When reports of police atrocities amidst the escalation of Sikh separatist violence became a regular part of the news from Punjab by about 1988, Kumar began to travel around the state to investigate. During those travels, he came into close contact with many who had suffered illegal detention, interrogation under torture, custodial rape, and other atrocities. He also met the relatives of individuals who had been eliminated in police custody and the relatives of others who were simply whisked away from their homes and workplaces, never to reappear. Because the right to life is the basic human right from which all others derive, Kumar felt that the increasing number of extrajudicial executions and enforced disappearances in Punjab was a key indicator of the status of democracy there. Everyone knew that these executions and disappearances were becoming a common part of life by the late 1980's, but documented evidence of them was hard to come by. In the absence of this evidence, it was very difficult to bring charges against the Indian state or to highlight the problem internationally. The Committee for Information and Initiative on Punjab, as well as other human rights groups, tried to publicize what was going on in Punjab, but it suffered a crisis of legitimacy because many of the allegations were difficult to substantiate and because India as a whole appeared to be committed to the notion of "war without quarter", in the interests of national security - however contrary to the founding principles of the Indian nation. Cries of foul play in Punjab fell on deaf ears.
Meanwhile Cynthia Mahmood was in the process of interviewing survivors of torture, custodial rape and other abuses who had fled as refugees to the West. Many were granted political asylum as governments of the United States, Canada, the United Kingdom, and other countries recognized the pattern of abuse that in India itself was heavily muted.

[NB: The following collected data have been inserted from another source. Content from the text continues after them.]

//! Render proxy API server library.
//!
//! Exposes the building blocks (config, state, error handling, routes,
//! background ingestion) so integration tests and the binary entrypoint
//! can both access them.

pub mod background;
pub mod config;
pub mod error;
pub mod handlers;
pub mod routes;
pub mod state;
//! Health check handler.

use axum::response::IntoResponse;
use axum::Json;
use serde_json::json;

/// GET / and GET /health
///
/// Liveness probe. `/` is kept because the legacy wire contract served
/// its status document at the root.
pub async fn health() -> impl IntoResponse {
    Json(json!({
        "status": "ok",
        "version": env!("CARGO_PKG_VERSION"),
    }))
}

When estimates of extrajudicially executed or disappeared Sikhs started reaching into the thousands or even tens of thousands, and as reputable international human rights organizations reported the prevalence of torture and illegal detention in Punjab, an attempt was made to suggest that these atrocities were primarily due to local police who remained outside of the effective control of the government. Allegations of police corruption and ill-treatment of citizens have always been a part of life in India and the chaotic quality of the criminal justice system certainly played a key role in the development of the pattern of extensive abuse that formed in Punjab. As Kumar and other human rights workers tried to collect what evidence they could about atrocities, however, the response of the Indian state itself gave lie to the suggestion that all would be well in India if only the police forces could be brought under control. The law in India in fact accomodated to, buttressed, and furthered the pattern of atrocities against Sikh citizens that had evolved in Punjab. Minimal human rights were being abrogated in "the world's largest democracy."

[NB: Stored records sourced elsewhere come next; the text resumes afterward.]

//! RunPod serverless endpoint client.
//!
//! Implements the core [`Provider`](rendergate_core::provider::Provider)
//! trait over the RunPod request/status HTTP protocol using [`reqwest`].

pub mod api;

pub use api::RunPodApi;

We now briefly consider legal developments in India that, rather than constraining abuses, exacerbated them.
4. The Legislative Apparatus of Counterinsurgency
In March 1988, the Indian Parliament passed the 59th Amendment of the Constitution. This enabled the central government to extend President's Rule in the State beyond one year; to impose emergency on the ground of "internal disturbance," and to suspend Article 21 of the Constitution which guaranteed that no person shall be deprived of life and liberty except according to procedures established by law. The Union Government amended the Constitution in this way in spite of the fact that there was already in force special legislation which not only conflicted with the elemental principles of due process, but also eliminated the existing legal safeguards of free and fair trials.

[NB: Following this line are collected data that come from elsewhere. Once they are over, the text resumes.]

//! REST client for the RunPod serverless endpoints.
//!
//! Wire contract:
//! - `POST {base}/v2/{endpoint_id}/run` with `{"input": {...}}` queues a
//!   job and answers `{"id": "...", "status": "IN_QUEUE"}`.
//! - `GET {base}/v2/{endpoint_id}/status/{id}` answers
//!   `{"status": "...", "output": {...}?}`.
//!
//! Both requests carry a `Bearer` API key. No retries here; the
//! lifecycle controller decides what each outcome means.

use std::time::Duration;

use async_trait::async_trait;
use serde::Deserialize;

use rendergate_core::provider::{PollStatus, Provider, ProviderError, SubmitInput};

/// Submission can carry a whole encoded video, so it gets more headroom
/// than the lightweight status query.
const SUBMIT_TIMEOUT: Duration = Duration::from_secs(60);
const STATUS_TIMEOUT: Duration = Duration::from_secs(10);

/// HTTP client for one RunPod serverless endpoint.
pub struct RunPodApi {
    client: reqwest::Client,
    api_base: String,
    endpoint_id: String,
    api_key: String,
}

/// Response returned by `POST /run` after queuing a job.
#[derive(Debug, Deserialize)]
struct RunResponse {
    /// Server-assigned correlation id. Optional in the schema so its
    /// absence maps to a protocol error instead of a decode error.
    id: Option<String>,
}

/// Response returned by `GET /status/{id}`.
#[derive(Debug, Deserialize)]
struct StatusResponse {
    status: String,
    #[serde(default)]
    output: Option<serde_json::Value>,
}

impl RunPodApi {
    /// Create a client for one endpoint.
    ///
    /// * `api_base`    - e.g. `https://api.runpod.ai` (no trailing slash).
    /// * `endpoint_id` - the serverless endpoint to target.
    pub fn new(api_base: String, endpoint_id: String, api_key: String) -> Self {
        Self {
            client: reqwest::Client::new(),
            api_base,
            endpoint_id,
            api_key,
        }
    }

    /// Create a client reusing an existing [`reqwest::Client`].
    pub fn with_client(
        client: reqwest::Client,
        api_base: String,
        endpoint_id: String,
        api_key: String,
    ) -> Self {
        Self {
            client,
            api_base,
            endpoint_id,
            api_key,
        }
    }

    fn run_url(&self) -> String {
        format!("{}/v2/{}/run", self.api_base, self.endpoint_id)
    }

    fn status_url(&self, provider_job_id: &str) -> String {
        format!(
            "{}/v2/{}/status/{}",
            self.api_base, self.endpoint_id, provider_job_id
        )
    }

    /// Map a non-success response to [`ProviderError::Unavailable`],
    /// keeping the body text for the caller's error detail.
    async fn ensure_success(
        response: reqwest::Response,
    ) -> Result<reqwest::Response, ProviderError> {
        let status = response.status();
        if !status.is_success() {
            let body = response
                .text()
                .await
                .unwrap_or_else(|_| "<unreadable body>".to_string());
            return Err(ProviderError::Unavailable {
                status: status.as_u16(),
                body,
            });
        }
        Ok(response)
    }
}

#[async_trait]
impl Provider for RunPodApi {
    async fn submit(&self, input: &SubmitInput) -> Result<String, ProviderError> {
        let body = serde_json::json!({ "input": input_payload(input) });

        let response = self
            .client
            .post(self.run_url())
            .bearer_auth(&self.api_key)
            .timeout(SUBMIT_TIMEOUT)
            .json(&body)
            .send()
            .await
            .map_err(transport)?;
        let response = Self::ensure_success(response).await?;

        let parsed: RunResponse = response
            .json()
            .await
            .map_err(|e| ProviderError::Protocol(format!("undecodable submit response: {e}")))?;
        parsed
            .id
            .ok_or_else(|| ProviderError::Protocol("submit response missing `id` field".into()))
    }

    async fn poll(&self, provider_job_id: &str) -> Result<PollStatus, ProviderError> {
        let response = self
            .client
            .get(self.status_url(provider_job_id))
            .bearer_auth(&self.api_key)
            .timeout(STATUS_TIMEOUT)
            .send()
            .await
            .map_err(transport)?;
        let response = Self::ensure_success(response).await?;

        let parsed: StatusResponse = response
            .json()
            .await
            .map_err(|e| ProviderError::Protocol(format!("undecodable status response: {e}")))?;
        tracing::debug!(
            provider_job_id = %provider_job_id,
            status = %parsed.status,
            "RunPod status",
        );
        Ok(map_status(&parsed.status, parsed.output))
    }
}

fn transport(e: reqwest::Error) -> ProviderError {
    ProviderError::Transport(e.to_string())
}

/// JSON `input` object for the two ingestion strategies.
fn input_payload(input: &SubmitInput) -> serde_json::Value {
    match input {
        SubmitInput::VideoBase64(encoded) => serde_json::json!({ "video_base64": encoded }),
        SubmitInput::VideoUrl(url) => serde_json::json!({ "video_url": url }),
    }
}

/// RunPod status strings collapse to the three-valued poll status.
///
/// Anything that is not an explicit terminal status (`IN_QUEUE`,
/// `IN_PROGRESS`, statuses added by future RunPod versions) counts as
/// in-progress.
fn map_status(status: &str, output: Option<serde_json::Value>) -> PollStatus {
    match status {
        "COMPLETED" => PollStatus::Succeeded {
            output: output.unwrap_or(serde_json::Value::Null),
        },
        "FAILED" => PollStatus::Failed,
        _ => PollStatus::InProgress,
    }
}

Some of the legislation already in force included the Terrorist and Disruptive Activities (Prevention) Act of 1987, which allowed for the detention of a person on mere suspicion in a "disturbed area" and was applied in twenty-two of India's twenty-five states despite the fact that many could not be said to face a terrorist threat by any stretch of the imagination. TADA cases were heard in special courts by executive magistrates who were appointed centrally. The hearings were held in camera, and could be held in locations far removed from the disturbed area itself. In fact, the expedited system set up for TADA completely swamped the normal judicial system in many areas, Punjab foremost among them. In addition, the National Security Act of 1980 was amended in 1984 with specific reference to "the extremist and terrorist elements in the disturbed areas of Punjab and Chandigarh" and allowed for detention without charge or trial for one year in all parts of India and two years in Punjab. The Armed Forces (Punjab and Chandigarh) Special Powers Act also allowed the security forces to enter and search any premises and to arrest any person without warrant in Punjab and Chandigarh. Further, it allowed security forces to destroy any place on suspicion of being a terrorist hideout and to shoot to kill a suspected terrorist with immunity from prosecution.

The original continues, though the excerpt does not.